I've begun learning apl (today ;D) and coded this program: f←{×/⍵~0}
Multiply all non-zero elements in an array
Can it be reduced?
Thanks! ;)
 
@VictorVosMottor as in, golfed?
 
3:58 PM
yeah
 
@VictorVosMottor ×/~∘0
 
@Marshall No, that's a terrible name, since the dels are not part of the syntax, and not necessary to define such functions in any implementation used today, not to mention that dels can be used when defining dfns!
 
@dzaima whooops, how it works?
 
@VictorVosMottor Welcome to the club.
 
@Adám Thanks ;)
 
3:59 PM
@VictorVosMottor See here.
 
thx
I'll check it out
 
I'm beginning to wish I had never asked about terminology. I feel a bit like Dr Frankestein as the monster he created starts to walk towards him.

Since I only use primitive, system and d functions and operators in the MENACE code, I will stick with dfns and dops.
 
@VictorVosMottor for starters, you often need to wrap tacit code in parentheses for it to be callable (exception being in assignment). (~∘0) is currying the right argument of ~, and (f g) (f being ×/ and g being ~∘0) for any arbitrary 2 functions is equivalent to {f g ⍵} when called monadically
 
Sounds tricky lol ;D
 
@dzaima cause the page is explicitly only about tradfns, while, apparently, noone actually uses it as such. It really should just be a disambiguation for dfns and [insert any non-ambiguous name for tradfns]
 
4:02 PM
Just to be clear, currying is something you do to functions, not food :)

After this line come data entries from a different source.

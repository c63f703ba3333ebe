//! Merging YAML and environment configurations.

use tracing::warn;

use super::HomieConfig;
use super::env::EnvConfig;
use super::yaml::YamlConfig;
use crate::core::realtime::GeminiVoice;

fn parse_voice(name: &str) -> GeminiVoice {
    let voice = GeminiVoice::from_str_or_default(name);
    if !voice.as_str().eq_ignore_ascii_case(name.trim()) {
        warn!("Unknown voice '{}', using {}", name, voice);
    }
    voice
}

/// Build the final configuration: YAML over environment over defaults.
pub(super) fn merge_config(
    yaml: Option<YamlConfig>,
) -> Result<HomieConfig, Box<dyn std::error::Error>> {
    let mut env = EnvConfig::load()?;
    let yaml = yaml.unwrap_or_default();
    let server = yaml.server.unwrap_or_default();
    let gemini = yaml.gemini.unwrap_or_default();
    let assistant = yaml.assistant.unwrap_or_default();
    let listings = yaml.listings.unwrap_or_default();
    let security = yaml.security.unwrap_or_default();

    let mut config = HomieConfig::default();

    if let Some(host) = server.host.or(env.host.take()) {
        config.host = host;
    }
    if let Some(port) = server.port.or(env.port) {
        config.port = port;
    }

    config.gemini_api_key = gemini.api_key.or(env.gemini_api_key.take());
    if let Some(model) = gemini.model.or(env.gemini_model.take()) {
        config.gemini_model = model;
    }
    if let Some(voice) = gemini.voice.or(env.gemini_voice.take()) {
        config.gemini_voice = parse_voice(&voice);
    }
    if let Some(url) = gemini.live_url.or(env.gemini_live_url.take()) {
        config.gemini_live_url = url;
    }
    if let Some(timeout) = gemini.connect_timeout_ms.or(env.connect_timeout_ms) {
        config.connect_timeout_ms = timeout;
    }
    if let Some(search) = gemini.google_search.or(env.gemini_google_search) {
        config.gemini_google_search = search;
    }
    if let Some(model) = gemini.text_model.or(env.gemini_text_model.take()) {
        config.gemini_text_model = model;
    }
    if let Some(url) = gemini.api_url.or(env.gemini_api_url.take()) {
        config.gemini_api_url = url;
    }

    config.persona_path = assistant.persona_path.or(env.persona_path.take());
    config.listings_path = listings.path.or(env.listings_path.take());
    config.cors_allowed_origins = security
        .cors_allowed_origins
        .or(env.cors_allowed_origins.take());

    Ok(config)
}
//! Microphone capture pipeline.
//!
//! Raw microphone chunks are regrouped into fixed 4096-sample blocks. For
//! every block the pipeline publishes an RMS level for metering, encodes the
//! block as PCM16 and forwards it to a [`FrameSink`] tagged with the capture
//! MIME type.

use std::any::Any;

use thiserror::Error;
use tokio::sync::{mpsc, watch};
use tokio::task::JoinHandle;
use tokio_util::sync::CancellationToken;
use tracing::{debug, info, warn};

use super::codec::encode_outgoing;

/// Sample rate audio is captured at.
pub const CAPTURE_SAMPLE_RATE: u32 = 16_000;

/// Samples per forwarded block.
pub const CAPTURE_BLOCK_SIZE: usize = 4096;

/// MIME type attached to every outgoing frame.
pub const CAPTURE_MIME_TYPE: &str = "audio/pcm;rate=16000";

/// Errors raised while acquiring or reading the microphone.
#[derive(Debug, Error, Clone, PartialEq, Eq)]
pub enum CaptureError {
    #[error("Microphone permission denied")]
    PermissionDenied,
    #[error("No input device available")]
    NoInputDevice,
    #[error("Unsupported input format: {0}")]
    UnsupportedFormat(String),
    #[error("Input stream error: {0}")]
    Stream(String),
}

/// One encoded capture block, ready for the wire.
#[derive(Debug, Clone, PartialEq, Eq)]
pub struct EncodedFrame {
    pub mime_type: String,
    pub data: String,
}

impl EncodedFrame {
    /// Encode a 16 kHz capture block.
    pub fn from_block(block: &[f32]) -> Self {
        Self {
            mime_type: CAPTURE_MIME_TYPE.to_string(),
            data: encode_outgoing(block),
        }
    }
}

/// Destination for encoded frames.
///
/// `send_frame` must not suspend; implementations drop the frame when they
/// cannot take it.
pub trait FrameSink: Send + Sync {
    fn send_frame(&self, frame: EncodedFrame);
}

/// Root-mean-square level of a block.
pub fn rms(block: &[f32]) -> f32 {
    if block.is_empty() {
        return 0.0;
    }
    let sum: f32 = block.iter().map(|s| s * s).sum();
    (sum / block.len() as f32).sqrt()
}

/// Live microphone feed at [`CAPTURE_SAMPLE_RATE`].
///
/// Holds the device guard; the device is released when the stream is
/// dropped.
pub struct MicrophoneStream {
    chunks: mpsc::Receiver<Vec<f32>>,
    _guard: Box<dyn Any + Send>,
}

impl MicrophoneStream {
    pub fn new(chunks: mpsc::Receiver<Vec<f32>>, guard: Box<dyn Any + Send>) -> Self {
        Self {
            chunks,
            _guard: guard,
        }
    }

    /// Next raw chunk, or `None` once the device stopped.
    pub async fn next_chunk(&mut self) -> Option<Vec<f32>> {
        self.chunks.recv().await
    }
}

impl std::fmt::Debug for MicrophoneStream {
    fn fmt(&self, f: &mut std::fmt::Formatter<'_>) -> std::fmt::Result {
        f.debug_struct("MicrophoneStream").finish_non_exhaustive()
    }
}

/// Regroups arbitrary chunks into fixed-size blocks.
#[derive(Debug)]
pub struct BlockAccumulator {
    block_size: usize,
    pending: Vec<f32>,
}

impl BlockAccumulator {
    pub fn new(block_size: usize) -> Self {
        Self {
            block_size: block_size.max(1),
            pending: Vec::with_capacity(block_size),
        }
    }

    /// Append `chunk` and return every block completed by it.
    pub fn push(&mut self, chunk: &[f32]) -> Vec<Vec<f32>> {
        self.pending.extend_from_slice(chunk);

        let mut blocks = Vec::new();
        while self.pending.len() >= self.block_size {
            let rest = self.pending.split_off(self.block_size);
            blocks.push(std::mem::replace(&mut self.pending, rest));
        }
        blocks
    }

    pub fn pending_len(&self) -> usize {
        self.pending.len()
    }
}

/// Running capture task.
#[derive(Debug)]
pub struct CapturePipeline {
    cancel: CancellationToken,
    task: Option<JoinHandle<()>>,
}

impl CapturePipeline {
    /// Start forwarding blocks from `mic` into `sink`, publishing levels on
    /// `meter`.
    pub fn start<S>(mic: MicrophoneStream, sink: S, meter: watch::Sender<f32>) -> Self
    where
        S: FrameSink + 'static,
    {
        let cancel = CancellationToken::new();
        let task = tokio::spawn(run_capture(mic, sink, meter, cancel.clone()));
        info!("Capture pipeline started");

        Self {
            cancel,
            task: Some(task),
        }
    }

    pub fn is_running(&self) -> bool {
        self.task.as_ref().is_some_and(|task| !task.is_finished())
    }

    /// Detach from the microphone and release it. Safe to call repeatedly.
    pub async fn stop(&mut self) {
        self.cancel.cancel();
        if let Some(task) = self.task.take() {
            match task.await {
                Ok(()) => info!("Capture pipeline stopped"),
                Err(e) => warn!("Capture task ended abnormally: {}", e),
            }
        }
    }
}

impl Drop for CapturePipeline {
    fn drop(&mut self) {
        self.cancel.cancel();
    }
}

async fn run_capture<S: FrameSink>(
    mut mic: MicrophoneStream,
    sink: S,
    meter: watch::Sender<f32>,
    cancel: CancellationToken,
) {
    let mut blocks = BlockAccumulator::new(CAPTURE_BLOCK_SIZE);
    let mut forwarded: u64 = 0;

    loop {
        tokio::select! {
            _ = cancel.cancelled() => break,
            chunk = mic.next_chunk() => {
                let Some(chunk) = chunk else {
                    debug!("Microphone stream ended");
                    break;
                };
                for block in blocks.push(&chunk) {
                    meter.send_replace(rms(&block));
                    sink.send_frame(EncodedFrame::from_block(&block));
                    forwarded += 1;
                }
            }
        }
    }

    meter.send_replace(0.0);
    drop(mic);
    debug!(forwarded, "Capture task exited");
}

I prefer the POP-2 term 'partial application'
 
@RomillyCocking I guess that's more understandable. i was mostly betting on it being heard before
 
Yup, 'currying' is widely used, but partial application needs no prior exposure to the idea. Also POP-2 deserves te be remembered - it's a wonderful language.
 
@dzaima I'm with you. If I understand @Marshall correctly, he's arguing that "defined function" is widely used to mean "only tradfn" ― by those that recognise no other form.
 
@dzaima If you really need an unambiguous title, I think Adam's "Defined function (traditional)" is the only reasonable option I've seen so far.
 
@Marshall yeah, that's acceptable
 
4:07 PM
@Marshall +1
 
I think all can agree that that is in fact APL's traditional form of defined function.
 
I'm moving it then.
 
yay
 
yay
 
4:09 PM
:D
 
@Marshall I'd replace the intro note with a single reference: For other types of defined functions, see [[Function styles]].
 
@Adám the first sentence should be kept though at least
 
Also, with this updated title, the explanatory for "traditional function" becomes unnecessary, and things seem much more consistent.

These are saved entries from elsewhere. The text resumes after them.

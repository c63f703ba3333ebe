//! Gapless playback scheduling against the output clock.
//!
//! Each decoded chunk starts exactly where the previous one ends. When the
//! cursor has fallen behind the output clock (the output drained, or nothing
//! has been queued yet) it snaps forward to "now" before the chunk starts.
//! An interruption stops every live chunk and resets the cursor so the next
//! chunk starts immediately.
//!
//! The scheduler is owned by a single task and is not shared; it needs no
//! locking.

use std::sync::Arc;

use thiserror::Error;
use tracing::{debug, warn};

use super::codec::duration_secs;

/// Errors raised by an audio output while starting playback.
#[derive(Debug, Error, Clone, PartialEq, Eq)]
pub enum PlaybackError {
    #[error("No audio output device available")]
    NoOutputDevice,
    #[error("Audio output closed")]
    OutputClosed,
    #[error("Audio output error: {0}")]
    Device(String),
}

/// Decoded mono audio ready for scheduling.
#[derive(Debug, Clone, PartialEq)]
pub struct PlaybackBuffer {
    pub samples: Vec<f32>,
    pub sample_rate: u32,
}

impl PlaybackBuffer {
    pub fn new(samples: Vec<f32>, sample_rate: u32) -> Self {
        Self {
            samples,
            sample_rate,
        }
    }

    /// Playback length in seconds.
    pub fn duration(&self) -> f64 {
        duration_secs(self.samples.len(), self.sample_rate)
    }
}

/// Handle to one chunk started on an [`AudioOutput`].
pub trait PlaybackHandle: Send {
    /// Stop the chunk, whether it is pending or already audible.
    fn stop(&mut self);

    /// True once the chunk played to its end.
    fn is_finished(&self) -> bool;
}

/// Output device abstraction with its own monotonic clock.
///
/// Implementations release the underlying device when the last reference is
/// dropped or [`AudioOutput::close`] is called.
pub trait AudioOutput: Send + Sync {
    /// Current position of the output clock in seconds.
    fn now(&self) -> f64;

    /// Sample rate the output expects buffers in.
    fn sample_rate(&self) -> u32;

    /// Start `buffer` at clock time `at` (seconds).
    fn start_at(
        &self,
        buffer: PlaybackBuffer,
        at: f64,
    ) -> Result<Box<dyn PlaybackHandle>, PlaybackError>;

    /// Release the device early. Further calls to `start_at` fail.
    fn close(&self) {}
}

/// Placement of a chunk on the output timeline.
#[derive(Debug, Clone, Copy, PartialEq)]
pub struct ScheduledSlot {
    pub id: u64,
    pub start: f64,
    pub end: f64,
}

struct LivePlayback {
    slot: ScheduledSlot,
    handle: Box<dyn PlaybackHandle>,
}

/// Sequential scheduler for incoming speech chunks.
pub struct PlaybackScheduler {
    output: Arc<dyn AudioOutput>,
    cursor: f64,
    live: Vec<LivePlayback>,
    next_id: u64,
}

impl PlaybackScheduler {
    pub fn new(output: Arc<dyn AudioOutput>) -> Self {
        Self {
            output,
            cursor: 0.0,
            live: Vec::new(),
            next_id: 0,
        }
    }

    /// Next free slot on the output timeline.
    pub fn cursor(&self) -> f64 {
        self.cursor
    }

    /// Number of chunks that are queued or audible.
    pub fn live_count(&self) -> usize {
        self.live.len()
    }

    /// Schedule `buffer` right after everything already queued.
    pub fn enqueue(&mut self, buffer: PlaybackBuffer) -> Result<ScheduledSlot, PlaybackError> {
        self.reap_finished();

        let now = self.output.now();
        if self.cursor < now {
            self.cursor = now;
        }

        let start = self.cursor;
        let duration = buffer.duration();
        let handle = self.output.start_at(buffer, start)?;

        let slot = ScheduledSlot {
            id: self.next_id,
            start,
            end: start + duration,
        };
        self.next_id += 1;
        self.cursor += duration;
        self.live.push(LivePlayback { slot, handle });

        debug!(
            chunk_id = slot.id,
            start = slot.start,
            duration, "Scheduled playback chunk"
        );
        Ok(slot)
    }

    /// Remove every chunk whose handle reports completion.
    pub fn reap_finished(&mut self) -> usize {
        let before = self.live.len();
        self.live.retain(|entry| !entry.handle.is_finished());
        before - self.live.len()
    }

    /// Stop all live chunks and reset the cursor.
    ///
    /// Returns how many chunks were stopped.
    pub fn interrupt(&mut self) -> usize {
        let stopped = self.live.len();
        for mut entry in self.live.drain(..) {
            entry.handle.stop();
        }
        self.cursor = 0.0;

        if stopped > 0 {
            debug!(stopped, "Playback interrupted");
        }
        stopped
    }

    /// Stop playback and release the output device.
    pub fn shutdown(&mut self) {
        let stopped = self.interrupt();
        if stopped > 0 {
            warn!(stopped, "Discarded queued speech during shutdown");
        }
        self.output.close();
    }
}

impl std::fmt::Debug for PlaybackScheduler {
    fn fmt(&self, f: &mut std::fmt::Formatter<'_>) -> std::fmt::Result {
        f.debug_struct("PlaybackScheduler")
            .field("cursor", &self.cursor)
            .field("live", &self.live.len())
            .finish()
    }
}
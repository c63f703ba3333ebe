use std::net::SocketAddr;
use std::path::PathBuf;

use tracing::info;

use axum::Router;
use clap::{Parser, Subcommand};
use http::{Method, header::CONTENT_TYPE};
use tokio::net::TcpListener;
use tower_http::cors::{Any, CorsLayer};
use tower_http::set_header::SetResponseHeaderLayer;

use anyhow::anyhow;

use homie_voice::{
    HomieConfig, console,
    core::listings::{InMemoryListings, PropertyType, SearchFilters, SortBy},
    core::tools,
    routes,
    state::{AppState, gemini_text_client},
};

/// Homie - realtime voice assistant for property search
#[derive(Parser, Debug)]
#[command(name = "homie")]
#[command(version, about, long_about = None)]
struct Cli {
    /// Path to configuration file (YAML)
    #[arg(short = 'c', long = "config", value_name = "FILE", global = true)]
    config: Option<PathBuf>,

    /// Subcommand to run (defaults to `serve`)
    #[command(subcommand)]
    command: Option<Commands>,
}

#[derive(Subcommand, Debug)]
enum Commands {
    /// Run the HTTP server
    Serve,

    /// Talk to the assistant through the local microphone and speaker
    Voice,

    /// Query the listing catalogue
    Search {
        #[arg(long)]
        city: Option<String>,
        #[arg(long)]
        min_price: Option<f64>,
        #[arg(long)]
        max_price: Option<f64>,
        #[arg(long)]
        min_size: Option<f64>,
        #[arg(long)]
        bedrooms: Option<u32>,
        /// Only listings that allow pets
        #[arg(long)]
        pets: bool,
        /// apartment, house, studio, villa or loft
        #[arg(long = "type")]
        property_type: Option<PropertyType>,
        /// price_asc, price_desc, size or distance
        #[arg(long)]
        sort_by: Option<SortBy>,
    },

    /// Print the tool declarations sent to the model
    Tools,

    /// Ask the text assistant once and print its answer
    Ask {
        /// What you would say to the assistant
        text: String,
    },
}

fn load_config(path: Option<PathBuf>) -> anyhow::Result<HomieConfig> {
    match path {
        Some(config_path) => {
            println!("Loading configuration from {}", config_path.display());
            HomieConfig::from_file(&config_path).map_err(|e| anyhow!(e.to_string()))
        }
        None => HomieConfig::from_env().map_err(|e| anyhow!(e.to_string())),
    }
}

fn cors_layer(origins: Option<&str>) -> CorsLayer {
    let methods = [
        Method::GET,
        Method::POST,
        Method::PATCH,
        Method::DELETE,
        Method::OPTIONS,
    ];

    match origins {
        Some("*") => CorsLayer::new()
            .allow_origin(Any)
            .allow_methods(methods)
            .allow_headers([CONTENT_TYPE])
            .allow_credentials(false),
        Some(origins) => {
            // Parse comma-separated origins
            let origins: Vec<_> = origins
                .split(',')
                .filter_map(|s| s.trim().parse().ok())
                .collect();
            CorsLayer::new()
                .allow_origin(origins)
                .allow_methods(methods)
                .allow_headers([CONTENT_TYPE])
                .allow_credentials(true)
        }
        None => {
            info!(
                "CORS not configured, defaulting to same-origin only. \
                 Set CORS_ALLOWED_ORIGINS to enable cross-origin access."
            );
            CorsLayer::new()
                .allow_methods(methods)
                .allow_headers([CONTENT_TYPE])
                .allow_credentials(false)
        }
    }
}

async fn serve(config: HomieConfig) -> anyhow::Result<()> {
    let address = config.address();
    let cors = cors_layer(config.cors_allowed_origins.as_deref());
    println!("Starting server on {address}");

    let app_state = AppState::new(config).map_err(|e| anyhow!(e.to_string()))?;

    let public_routes = Router::new().route(
        "/",
        axum::routing::get(homie_voice::handlers::api::health_check),
    );

    // Security headers
    let security_headers = tower::ServiceBuilder::new()
        .layer(SetResponseHeaderLayer::overriding(
            http::header::X_CONTENT_TYPE_OPTIONS,
            http::HeaderValue::from_static("nosniff"),
        ))
        .layer(SetResponseHeaderLayer::overriding(
            http::header::X_FRAME_OPTIONS,
            http::HeaderValue::from_static("DENY"),
        ));

    let app = public_routes
        .merge(routes::api::create_api_router())
        .merge(routes::voice::create_voice_router())
        .with_state(app_state.clone())
        .layer(cors)
        .layer(security_headers);

    let socket_addr: SocketAddr = address
        .parse()
        .map_err(|e| anyhow!("Invalid server address '{}': {}", address, e))?;

    println!("Server listening on http://{}", socket_addr);

    let listener = TcpListener::bind(&socket_addr).await?;
    axum::serve(
        listener,
        app.into_make_service_with_connect_info::<SocketAddr>(),
    )
    .with_graceful_shutdown(async {
        let _ = tokio::signal::ctrl_c().await;
    })
    .await?;

    app_state.voice.stop().await;
    Ok(())
}

#[tokio::main]
async fn main() -> anyhow::Result<()> {
    // Load .env file if it exists (must be done before config loading)
    let _ = dotenvy::dotenv();

    tracing_subscriber::fmt::init();

    // Crypto provider for the wss:// connection to Gemini
    rustls::crypto::ring::default_provider()
        .install_default()
        .map_err(|_| anyhow!("Failed to install default crypto provider"))?;

    let cli = Cli::parse();

    match cli.command.unwrap_or(Commands::Serve) {
        Commands::Serve => serve(load_config(cli.config)?).await,
        Commands::Voice => console::run(load_config(cli.config)?).await,
        Commands::Search {
            city,
            min_price,
            max_price,
            min_size,
            bedrooms,
            pets,
            property_type,
            sort_by,
        } => {
            let config = load_config(cli.config)?;
            let store = match &config.listings_path {
                Some(path) => InMemoryListings::from_file(path)?,
                None => InMemoryListings::seeded()?,
            };
            let filters = SearchFilters {
                city,
                min_price,
                max_price,
                min_size,
                bedrooms,
                pets_allowed: pets.then_some(true),
                property_type,
                sort_by,
                user_location: None,
            };
            let listings = store.query(&filters);
            println!("{}", serde_json::to_string_pretty(&listings)?);
            eprintln!("{} matching listings", listings.len());
            Ok(())
        }
        Commands::Ask { text } => {
            let config = load_config(cli.config)?;
            let client = gemini_text_client(&config)
                .map_err(|e| anyhow!(e.to_string()))?
                .ok_or_else(|| anyhow!("GEMINI_API_KEY is not configured"))?;
            let answer = client
                .parse_utterance(&text, &SearchFilters::default())
                .await?;
            println!("{}", answer.assistant_reply);
            eprintln!("intent: {}", answer.intent.as_str());
            if let Some(filters) = &answer.filters {
                eprintln!("filters: {filters}");
            }
            Ok(())
        }
        Commands::Tools => {
            println!(
                "{}",
                serde_json::to_string_pretty(&tools::declarations())?
            );
            Ok(())
        }
    }
}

@dzaima Yeah, sorry, I meant the pointer part.
> with J and K rejecting function definition
 
@Adám The text has to have a full description even without the title.
 
… I think that's taking the term "defined function" a bit far.
You can't do symbolic manipulation on the term.
teapot ≠ pot of tea
 
4:17 PM
@Adám Given that "Defined function" redirects to this page (it's the most common meaning of the term), I think the point about dfns is still needed. I've streamlined it a bit, but I'm done editing for now, so go ahead and make other changes you think are needed.
 
@Marshall Looks good. Thank you.
 
As far as I'm concerned only the page title itself is contentious. Be bold when editing the contents!